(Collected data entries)
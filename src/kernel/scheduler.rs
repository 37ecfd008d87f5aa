use super::event::TurnId;
use super::machine::{DialogueState, Phase, RetryCause, Stage};
use super::state::{Appointment, SessionContext};

pub const GREETING: &str = "Let's create an appointment.";
pub const ASK_PERSON: &str = "Who are you meeting with?";
pub const ASK_DAY: &str = "On which day is your meeting?";
pub const ASK_FULL_DAY: &str = "Will it take the whole day?";
pub const ASK_TIME: &str = "What time is your meeting?";
pub const NOT_UNDERSTOOD: &str = "I can't hear you.";
pub const NO_INPUT: &str = "I did not hear you.";
pub const CREATED: &str = "Your appointment has been created!";
pub const START_OVER: &str = "Okay, let's start over.";
pub const ABANDONED: &str = "Let's try again later.";

/// What a state does when it is entered. The machine only describes it.
#[derive(Debug, Clone, PartialEq, Eq)]
pub enum EntryAction {
    Speak(String),
    Listen,
}

/// Directives for the speech collaborator, executed by the orchestrator.
#[derive(Debug, Clone, PartialEq, Eq)]
pub enum SideEffect {
    Prepare,
    Speak { turn: TurnId, text: String },
    Listen { turn: TurnId, nlu: bool },
    /// Abandon whatever speak/listen is in flight.
    Cancel,
}

pub struct Scheduler;

impl Scheduler {
    /// Pure Projection: State + Context -> EntryAction
    pub fn entry(state: &DialogueState, ctx: &SessionContext) -> Option<EntryAction> {
        match state {
            DialogueState::Prepare | DialogueState::WaitToStart | DialogueState::Completed => None,
            DialogueState::Greeting => Some(EntryAction::Speak(GREETING.to_string())),
            DialogueState::Collecting { stage, phase } => match phase {
                Phase::Prompt => Some(EntryAction::Speak(Self::question(*stage, ctx.appointment()))),
                Phase::Listening => Some(EntryAction::Listen),
                Phase::Retry(cause) => Some(EntryAction::Speak(Self::apology(*cause).to_string())),
            },
            DialogueState::Help { stage } => Some(EntryAction::Speak(Self::hint(*stage).to_string())),
            DialogueState::Back => Some(EntryAction::Speak(START_OVER.to_string())),
            DialogueState::Success => Some(EntryAction::Speak(CREATED.to_string())),
            DialogueState::Abandoned => Some(EntryAction::Speak(ABANDONED.to_string())),
        }
    }

    pub fn schedule(action: EntryAction, turn: TurnId, use_nlu: bool) -> SideEffect {
        match action {
            EntryAction::Speak(text) => SideEffect::Speak { turn, text },
            EntryAction::Listen => SideEffect::Listen { turn, nlu: use_nlu },
        }
    }

    pub fn question(stage: Stage, appointment: &Appointment) -> String {
        match stage {
            Stage::Person => ASK_PERSON.to_string(),
            Stage::Day => ASK_DAY.to_string(),
            Stage::FullDay => ASK_FULL_DAY.to_string(),
            Stage::Time => ASK_TIME.to_string(),
            Stage::Confirm => Self::confirmation(appointment),
        }
    }

    /// Time is left out entirely for a full-day meeting.
    pub fn confirmation(appointment: &Appointment) -> String {
        let person = appointment.person.as_deref().unwrap_or("someone");
        let day = appointment.day.as_deref().unwrap_or("an unknown day");
        if appointment.full_day == Some(true) {
            format!("Do you want me to create an appointment with {person} on {day} for the whole day?")
        } else {
            let time = appointment.time.as_deref().unwrap_or("an unknown time");
            format!("Do you want me to create an appointment with {person} on {day} at {time}?")
        }
    }

    pub fn apology(cause: RetryCause) -> &'static str {
        match cause {
            RetryCause::NotUnderstood => NOT_UNDERSTOOD,
            RetryCause::NoInput => NO_INPUT,
        }
    }

    pub fn hint(stage: Stage) -> &'static str {
        match stage {
            Stage::Person => "Tell me a name, for example Vlad or Aya.",
            Stage::Day => "Tell me a day, for example Monday or tomorrow.",
            Stage::FullDay | Stage::Confirm => "Please answer yes or no.",
            Stage::Time => "Tell me a time, for example 10 am or 2 pm.",
        }
    }
}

#### Work to be completed:
Take every line above carrying "CREATED" and return it.

#### Solution to this task:
pub const CREATED: &str = "Your appointment has been created!";
            DialogueState::Success => Some(EntryAction::Speak(CREATED.to_string())),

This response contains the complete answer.